One of the more enjoyable parts of working at the Zoo was that I had the opportunity to educate people; not just about the individual animals, but about habitats, ecosystems, and how species are interdependent upon each other.  Including us.

One of the most common questions was, “What does it eat?”  Since most of our education animals were predators, the answer was generally some other animal.  I got many, many cringes and sad faces, sometimes in a hushed whisper they’d ask “Bambi?”  From the same people who were about to sit down to a steak dinner prepared by a five star chef.  If I was feeling flippant, I would ask, “where do you think meat comes from?”  The answer I got quite often was, “the store, on those little styrofoam rectangles.”  Some of them were even quite serious.

Sometimes, whether we like it or not, we get a reminder that everything eats something else.  If you watch Tosh.O then you saw the video of the snow leopard and the squirrel.

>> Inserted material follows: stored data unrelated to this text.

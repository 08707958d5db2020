//! Core document computation: numbering, line and document totals,
//! outstanding balances and display formatting.
//!
//! Everything here is a pure function of its inputs. Fetching documents and
//! filtering them to a company/period happens before these are called.

pub mod access;
mod builder;
mod calc;
mod currency;
mod error;
mod numbering;
mod outstanding;
mod scope;
mod settings;
mod types;
mod validation;

pub use access::{Capability, PermissionSet};
pub use builder::*;
pub use calc::*;
pub use currency::*;
pub use error::*;
pub use numbering::*;
pub use outstanding::*;
pub use scope::*;
pub use settings::*;
pub use types::*;
pub use validation::*;
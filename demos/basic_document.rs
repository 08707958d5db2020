use chrono::NaiveDate;
use hisaab::core::*;
use rust_decimal_macros::dec;

fn main() {
    let settings = Settings::default();
    let issue_date = NaiveDate::from_ymd_opt(2024, 6, 15).unwrap();

    // Numbers already issued by this company this financial year
    let issued = ["INV0007", "INV0009", "INV0008"];
    let number = settings.scheme(DocumentKind::Invoice).next_number(&issued);

    let doc = DocumentBuilder::new(DocumentKind::Invoice, number, "acme", issue_date)
        .due_date(NaiveDate::from_ymd_opt(2024, 7, 15).unwrap())
        .party("Sharma Traders")
        .add_line(
            LineItemBuilder::new(dec!(10), dec!(250))
                .product("Steel bracket")
                .hsn_code("7326")
                .intra_state(dec!(18))
                .build(),
        )
        .add_line(
            LineItemBuilder::new(dec!(4), dec!(125.50))
                .product("Hinge")
                .intra_state(dec!(18))
                .build(),
        )
        .other_charges(dec!(150))
        .build()
        .expect("document should be valid");

    let totals = doc.totals_with(&settings);

    println!("{} {} ({})", doc.kind.label(), doc.number, FinancialYear::containing(issue_date).label());
    for (i, line) in doc.lines.iter().enumerate() {
        let amounts = compute_line(line);
        println!(
            "  {}. {:<16} {:>10}",
            i + 1,
            line.product.as_deref().unwrap_or("-"),
            format_amount(amounts.total)
        );
    }
    println!("Taxable value: {}", format_amount(totals.taxable_value));
    println!("CGST:          {}", format_amount(totals.cgst_value));
    println!("SGST:          {}", format_amount(totals.sgst_value));
    println!("Other charges: {}", format_amount(totals.other_charges));
    println!("Grand total:   {}", format_amount(totals.grand_total));
    println!("Payable:       {}", format_rounded(Some(totals.grand_total)));
}
use chrono::NaiveDate;
use rust_decimal::Decimal;

use super::error::{HisaabError, ValidationError, into_result};
use super::types::*;
use super::validation;

/// Builder for constructing documents.
///
/// ```
/// use hisaab::core::*;
/// use rust_decimal_macros::dec;
/// use chrono::NaiveDate;
///
/// let doc = DocumentBuilder::new(
///     DocumentKind::Invoice,
///     "INV0001",
///     "company-1",
///     NaiveDate::from_ymd_opt(2024, 6, 15).unwrap(),
/// )
/// .party("Sharma Traders")
/// .add_line(LineItemBuilder::new(dec!(2), dec!(100)).intra_state(dec!(18)).build())
/// .build()
/// .unwrap();
///
/// assert_eq!(doc.totals().grand_total, dec!(236));
/// ```
pub struct DocumentBuilder {
    kind: DocumentKind,
    number: String,
    company_id: String,
    issue_date: NaiveDate,
    due_date: Option<NaiveDate>,
    party: Option<String>,
    lines: Vec<LineItem>,
    other_charges: Decimal,
    other_charges_gst_percent: Decimal,
}

impl DocumentBuilder {
    pub fn new(
        kind: DocumentKind,
        number: impl Into<String>,
        company_id: impl Into<String>,
        issue_date: NaiveDate,
    ) -> Self {
        Self {
            kind,
            number: number.into(),
            company_id: company_id.into(),
            issue_date,
            due_date: None,
            party: None,
            lines: Vec::new(),
            other_charges: Decimal::ZERO,
            other_charges_gst_percent: Decimal::ZERO,
        }
    }

    pub fn due_date(mut self, date: NaiveDate) -> Self {
        self.due_date = Some(date);
        self
    }

    pub fn party(mut self, name: impl Into<String>) -> Self {
        self.party = Some(name.into());
        self
    }

    pub fn add_line(mut self, line: LineItem) -> Self {
        self.lines.push(line);
        self
    }

    /// Other charges (freight, packing …) without GST.
    pub fn other_charges(mut self, amount: Decimal) -> Self {
        self.other_charges = amount;
        self
    }

    /// Other charges with a GST percentage levied on them.
    pub fn other_charges_with_gst(mut self, amount: Decimal, gst_percent: Decimal) -> Self {
        self.other_charges = amount;
        self.other_charges_gst_percent = gst_percent;
        self
    }

    /// Build the document, running line validation.
    /// Returns all validation errors (not just the first).
    pub fn build(self) -> Result<Document, HisaabError> {
        if self.number.trim().is_empty() {
            return Err(HisaabError::Builder("document number is required".into()));
        }
        if self.company_id.trim().is_empty() {
            return Err(HisaabError::Builder("company id is required".into()));
        }
        if self.lines.is_empty() {
            return Err(HisaabError::Builder(
                "at least one line item is required".into(),
            ));
        }

        // Input limits to prevent abuse
        if self.lines.len() > 10_000 {
            return Err(HisaabError::Builder(
                "document cannot have more than 10,000 line items".into(),
            ));
        }
        if self.number.len() > 200 {
            return Err(HisaabError::Builder(
                "document number cannot exceed 200 characters".into(),
            ));
        }

        let mut errors = validation::validate_lines(&self.lines);
        if self.other_charges < Decimal::ZERO {
            errors.push(ValidationError::new(
                "other_charges",
                "must not be negative",
            ));
        }
        if self.other_charges_gst_percent < Decimal::ZERO {
            errors.push(ValidationError::new(
                "other_charges_gst_percent",
                "must not be negative",
            ));
        }
        into_result(errors)?;

        Ok(self.assemble())
    }

    /// Build without validation, for data that was already checked upstream.
    pub fn build_unchecked(self) -> Document {
        self.assemble()
    }

    fn assemble(self) -> Document {
        Document {
            number: self.number,
            kind: self.kind,
            company_id: self.company_id,
            issue_date: self.issue_date,
            due_date: self.due_date,
            party: self.party,
            lines: self.lines,
            other_charges: self.other_charges,
            other_charges_gst_percent: self.other_charges_gst_percent,
        }
    }
}

/// Builder for LineItem. Tax rates default to zero.
pub struct LineItemBuilder {
    quantity: Decimal,
    unit_price: Decimal,
    cgst_rate: Decimal,
    sgst_rate: Decimal,
    igst_rate: Decimal,
    discount: Option<Decimal>,
    product: Option<String>,
    hsn_code: Option<String>,
    unit: Option<String>,
}

impl LineItemBuilder {
    pub fn new(quantity: Decimal, unit_price: Decimal) -> Self {
        Self {
            quantity,
            unit_price,
            cgst_rate: Decimal::ZERO,
            sgst_rate: Decimal::ZERO,
            igst_rate: Decimal::ZERO,
            discount: None,
            product: None,
            hsn_code: None,
            unit: None,
        }
    }

    pub fn cgst(mut self, rate: Decimal) -> Self {
        self.cgst_rate = rate;
        self
    }

    pub fn sgst(mut self, rate: Decimal) -> Self {
        self.sgst_rate = rate;
        self
    }

    pub fn igst(mut self, rate: Decimal) -> Self {
        self.igst_rate = rate;
        self
    }

    /// Intra-state supply: split a GST slab evenly into CGST and SGST
    /// (18% becomes 9% + 9%).
    pub fn intra_state(mut self, gst_rate: Decimal) -> Self {
        let half = gst_rate / Decimal::TWO;
        self.cgst_rate = half;
        self.sgst_rate = half;
        self
    }

    /// Inter-state supply: the whole slab is IGST.
    pub fn inter_state(self, gst_rate: Decimal) -> Self {
        self.igst(gst_rate)
    }

    pub fn discount(mut self, amount: Decimal) -> Self {
        self.discount = Some(amount);
        self
    }

    pub fn product(mut self, name: impl Into<String>) -> Self {
        self.product = Some(name.into());
        self
    }

    pub fn hsn_code(mut self, code: impl Into<String>) -> Self {
        self.hsn_code = Some(code.into());
        self
    }

    pub fn unit(mut self, unit: impl Into<String>) -> Self {
        self.unit = Some(unit.into());
        self
    }

    pub fn build(self) -> LineItem {
        LineItem {
            product: self.product,
            hsn_code: self.hsn_code,
            unit: self.unit,
            quantity: self.quantity,
            unit_price: self.unit_price,
            cgst_rate: self.cgst_rate,
            sgst_rate: self.sgst_rate,
            igst_rate: self.igst_rate,
            discount: self.discount,
        }
    }
}
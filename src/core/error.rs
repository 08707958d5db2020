use thiserror::Error;

/// Errors raised by the fallible surfaces of the crate: builders, settings,
/// sequence construction and report paging. The computations themselves never fail.
#[derive(Debug, Error)]
#[non_exhaustive]
pub enum HisaabError {
    /// One or more input validation rules failed.
    #[error("validation failed: {0}")]
    Validation(String),

    /// Builder encountered invalid or missing configuration.
    #[error("builder error: {0}")]
    Builder(String),

    /// Document number sequencing error.
    #[error("numbering error: {0}")]
    Numbering(String),

    /// Settings could not be loaded or are inconsistent.
    #[error("settings error: {0}")]
    Settings(String),

    /// A report was requested with invalid paging or layout arguments.
    #[error("report error: {0}")]
    Report(String),
}

/// A single validation error with field path and message.
#[derive(Debug, Clone, PartialEq, Eq)]
pub struct ValidationError {
    /// Path to the invalid field (e.g. "lines[2].quantity").
    pub field: String,
    /// Human-readable error description.
    pub message: String,
}

impl std::fmt::Display for ValidationError {
    fn fmt(&self, f: &mut std::fmt::Formatter<'_>) -> std::fmt::Result {
        write!(f, "{}: {}", self.field, self.message)
    }
}

impl ValidationError {
    pub fn new(field: impl Into<String>, message: impl Into<String>) -> Self {
        Self {
            field: field.into(),
            message: message.into(),
        }
    }
}

/// Collapse a list of validation errors into a single [`HisaabError`].
///
/// Returns `Ok(())` when the list is empty.
pub fn into_result(errors: Vec<ValidationError>) -> Result<(), HisaabError> {
    if errors.is_empty() {
        return Ok(());
    }
    let msg = errors
        .iter()
        .map(|e| e.to_string())
        .collect::<Vec<_>>()
        .join("; ");
    Err(HisaabError::Validation(msg))
}
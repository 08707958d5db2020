//! Computation settings a deployment can tune.
//!
//! Every field has a default, so an empty settings document is valid. With the
//! `json` feature, settings load from the same JSON the admin API serves.

use std::collections::BTreeMap;

use serde::{Deserialize, Serialize};
use tracing::debug;

use super::error::HisaabError;
use super::types::DocumentKind;

/// Prefix and zero-padding of one document number sequence.
#[derive(Debug, Clone, PartialEq, Eq, Serialize, Deserialize)]
pub struct NumberingScheme {
    pub prefix: String,
    #[serde(default = "default_pad_width")]
    pub pad_width: usize,
}

fn default_pad_width() -> usize {
    4
}

impl NumberingScheme {
    pub fn new(prefix: impl Into<String>, pad_width: usize) -> Self {
        Self {
            prefix: prefix.into(),
            pad_width,
        }
    }

    /// Conventional scheme for a document kind ("INV", width 4, …).
    pub fn default_for(kind: DocumentKind) -> Self {
        Self::new(kind.default_prefix(), default_pad_width())
    }

    /// Next number after the given existing ones.
    pub fn next_number<S: AsRef<str>>(&self, existing: &[S]) -> String {
        super::numbering::next_number(existing, &self.prefix, self.pad_width)
    }
}

/// How a line discount affects the line total.
#[derive(Debug, Clone, Copy, Default, PartialEq, Eq, Serialize, Deserialize)]
#[serde(rename_all = "snake_case")]
pub enum DiscountPolicy {
    /// Discount is reported but not subtracted from any amount.
    #[default]
    Informational,
    /// Discount is subtracted from the line price before taxes are applied.
    ReducesTaxable,
}

#[derive(Debug, Clone, PartialEq, Eq, Serialize, Deserialize)]
#[serde(default)]
pub struct Settings {
    /// Number schemes per document kind; kinds not listed use their defaults.
    pub numbering: BTreeMap<DocumentKind, NumberingScheme>,
    pub discount_policy: DiscountPolicy,
    /// Levy GST on other charges (sales invoices).
    pub apply_other_charges_gst: bool,
}

impl Default for Settings {
    fn default() -> Self {
        Self {
            numbering: DocumentKind::ALL
                .iter()
                .map(|k| (*k, NumberingScheme::default_for(*k)))
                .collect(),
            discount_policy: DiscountPolicy::default(),
            apply_other_charges_gst: false,
        }
    }
}

impl Settings {
    /// Numbering scheme for a kind, falling back to the conventional one.
    pub fn scheme(&self, kind: DocumentKind) -> NumberingScheme {
        self.numbering
            .get(&kind)
            .cloned()
            .unwrap_or_else(|| NumberingScheme::default_for(kind))
    }

    /// Reject settings that would produce ambiguous numbers.
    pub fn check(&self) -> Result<(), HisaabError> {
        for (kind, scheme) in &self.numbering {
            if scheme.prefix.chars().last().is_some_and(|c| c.is_ascii_digit()) {
                return Err(HisaabError::Settings(format!(
                    "{} prefix {:?} must not end in a digit",
                    kind.label(),
                    scheme.prefix
                )));
            }
            if scheme.pad_width > 18 {
                return Err(HisaabError::Settings(format!(
                    "{} pad width {} exceeds 18",
                    kind.label(),
                    scheme.pad_width
                )));
            }
        }
        Ok(())
    }

    /// Parse settings from JSON and check them.
    #[cfg(feature = "json")]
    pub fn from_json(json: &str) -> Result<Self, HisaabError> {
        let settings: Settings =
            serde_json::from_str(json).map_err(|e| HisaabError::Settings(e.to_string()))?;
        settings.check()?;
        debug!(
            schemes = settings.numbering.len(),
            discount_policy = ?settings.discount_policy,
            "loaded settings"
        );
        Ok(settings)
    }

    /// Override the scheme of one document kind.
    pub fn with_scheme(mut self, kind: DocumentKind, scheme: NumberingScheme) -> Self {
        debug!(kind = kind.label(), prefix = %scheme.prefix, "overriding numbering scheme");
        self.numbering.insert(kind, scheme);
        self
    }
}
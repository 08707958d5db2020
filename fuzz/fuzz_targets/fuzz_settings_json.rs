#![no_main]

use libfuzzer_sys::fuzz_target;

fuzz_target!(|data: &[u8]| {
    if let Ok(s) = std::str::from_utf8(data) {
        // Errors are fine, panics are bugs.
        let _ = hisaab::core::Settings::from_json(s);
    }
});
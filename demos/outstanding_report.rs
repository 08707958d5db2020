use chrono::NaiveDate;
use hisaab::core::*;
use hisaab::report::*;
use rust_decimal_macros::dec;

fn date(y: i32, m: u32, d: u32) -> NaiveDate {
    NaiveDate::from_ymd_opt(y, m, d).unwrap()
}

fn main() -> Result<(), HisaabError> {
    let inputs = vec![
        OutstandingInput::new("INV0001", dec!(11800), date(2024, 4, 30))
            .party("Sharma Traders")
            .payment(Payment::new(dec!(5000))),
        OutstandingInput::new("INV0002", dec!(2360), date(2024, 6, 10)).party("Gupta & Sons"),
        OutstandingInput::new("INV0003", dec!(590), date(2024, 7, 5))
            .party("Gupta & Sons")
            .payment(Payment::new(dec!(590))),
        OutstandingInput::new("INV0004", dec!(125000), date(2024, 8, 15)).party("Mehta Exports"),
    ];

    let report = OutstandingReport::build(inputs, date(2024, 7, 31));
    let page = Page::first(10)?;

    println!("Outstanding as of {}", report.as_of);
    for row in report.page(&page) {
        println!(
            "{:<8} {:<16} {:>12} {:>12}  {:<15} {}",
            row.invoice_number,
            row.party.as_deref().unwrap_or("-"),
            format_amount(row.record.invoice_value),
            format_amount(row.record.outstanding),
            row.record.status.label(),
            row.record.bucket.label(),
        );
    }

    println!();
    for (bucket, amount) in &report.summary.by_bucket {
        println!("{:<12} {:>12}", bucket.label(), format_amount(*amount));
    }
    println!("Total outstanding: {}", format_amount(report.summary.total_outstanding));
    Ok(())
}
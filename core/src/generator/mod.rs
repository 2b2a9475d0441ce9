use ndarray::Array2;
use rand::Rng;

use crate::*;
pub use fixed::*;
pub use random::*;

mod fixed;
mod random;

pub trait BoardGenerator {
    fn generate(&mut self, level: Level) -> Result<Board>;
}

/// Places `mines` on a fresh `rows`×`cols` board by rejection sampling.
///
/// Each draw picks a uniformly random cell and is redrawn if the cell already
/// holds a mine, so the result has exactly `mines` mines.
pub fn generate<R: Rng>(
    rng: &mut R,
    rows: Coord,
    cols: Coord,
    mines: CellCount,
) -> Result<Board> {
    if rows == 0 || cols == 0 {
        log::warn!("Cannot generate a {}x{} board", rows, cols);
        return Err(GameError::InvalidSize);
    }

    let total_cells = mult(rows, cols);
    if mines >= total_cells {
        log::warn!(
            "Requested {} mines but a {}x{} board only fits {}",
            mines,
            rows,
            cols,
            total_cells - 1
        );
        return Err(GameError::TooManyMines);
    }

    let mut cells: Array2<Cell> = Array2::default((rows, cols).to_nd_index());
    let mut placed = 0;
    let mut draws = 0u32;
    while placed < mines {
        let coords: Coord2 = (rng.random_range(0..rows), rng.random_range(0..cols));
        draws += 1;
        let cell = &mut cells[coords.to_nd_index()];
        if !cell.has_mine {
            cell.has_mine = true;
            placed += 1;
        }
    }
    log::debug!(
        "Placed {} mines on {}x{} in {} draws",
        mines,
        rows,
        cols,
        draws
    );

    Ok(Board::from_placed_mines(cells))
}

#[cfg(test)]
mod tests {
    use rand::{SeedableRng, rngs::SmallRng};

    use super::*;

    #[test]
    fn generates_requested_mine_count() {
        let mut rng = SmallRng::seed_from_u64(7);
        let board = generate(&mut rng, 16, 30, 99).unwrap();

        assert_eq!(board.size(), (16, 30));
        assert_eq!(board.mine_count(), 99);
        assert_eq!(board.cells().filter(|(_, cell)| cell.has_mine).count(), 99);
        assert!(board.validate_adjacency());
    }

    #[test]
    fn fresh_board_is_untouched() {
        let mut rng = SmallRng::seed_from_u64(1);
        let board = generate(&mut rng, 8, 8, 10).unwrap();

        assert_eq!(board.count_revealed(), 0);
        assert_eq!(board.count_flagged(), 0);
    }

    #[test]
    fn nearly_full_board_still_terminates() {
        let mut rng = SmallRng::seed_from_u64(3);
        let board = generate(&mut rng, 3, 3, 8).unwrap();

        assert_eq!(board.mine_count(), 8);
        let (coords, safe) = board.cells().find(|(_, cell)| !cell.has_mine).unwrap();
        // every neighbor of the lone safe cell is a mine
        assert_eq!(safe.adjacent_mines as usize, board.iter_neighbors(coords).count());
    }

    #[test]
    fn rejects_impossible_requests() {
        let mut rng = SmallRng::seed_from_u64(0);

        assert_eq!(generate(&mut rng, 0, 4, 0), Err(GameError::InvalidSize));
        assert_eq!(generate(&mut rng, 2, 2, 4), Err(GameError::TooManyMines));
    }
}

***** Fair warning, this video shows squirrel death*****

Frankly, that squirrel was destined to be dinner.  Did you see how it stopped and practically waited for the snow leopard to catch it?  The truth is, on this planet, animals eat other animals and we are another link in that chain.  When we forget or ignore that we are forgetting who we really are; a part of the life cycle.

As I listen to that dad’s reaction I can’t decide if he is truly horrified, or trying to cover his laughter and somehow reassure his child by saying “Oh no!”  However, I see that as an opportunity to teach the child that what happened is not wrong, or sad or bad, but part of life.  Kitty was hungry for a snack, are you hungry for a hot dog?  It’s the Circle of Life.

 

 

I once knew a gal who couldn’t stand to look at raw meat.  Loved her steak, just don’t, for the love of pete, show it to her in its bloody, uncooked state.  Well done and on her plate, no problem.  She didn’t cook much.  Another friend was a vegetarian because she’d raised so many baby pigs and cows she couldn’t stand the thought of eating one of them any more.  What I loved about both these women was that they acknowledged their dining habits were dependent on others, and made their choices accordingly.

Where do you fall in the spectrum?  What would you do if that was you and your kid watching the snow leopard?  Have you ever had to hunt for your dinner?  Raised livestock?  Which are You, dear reader?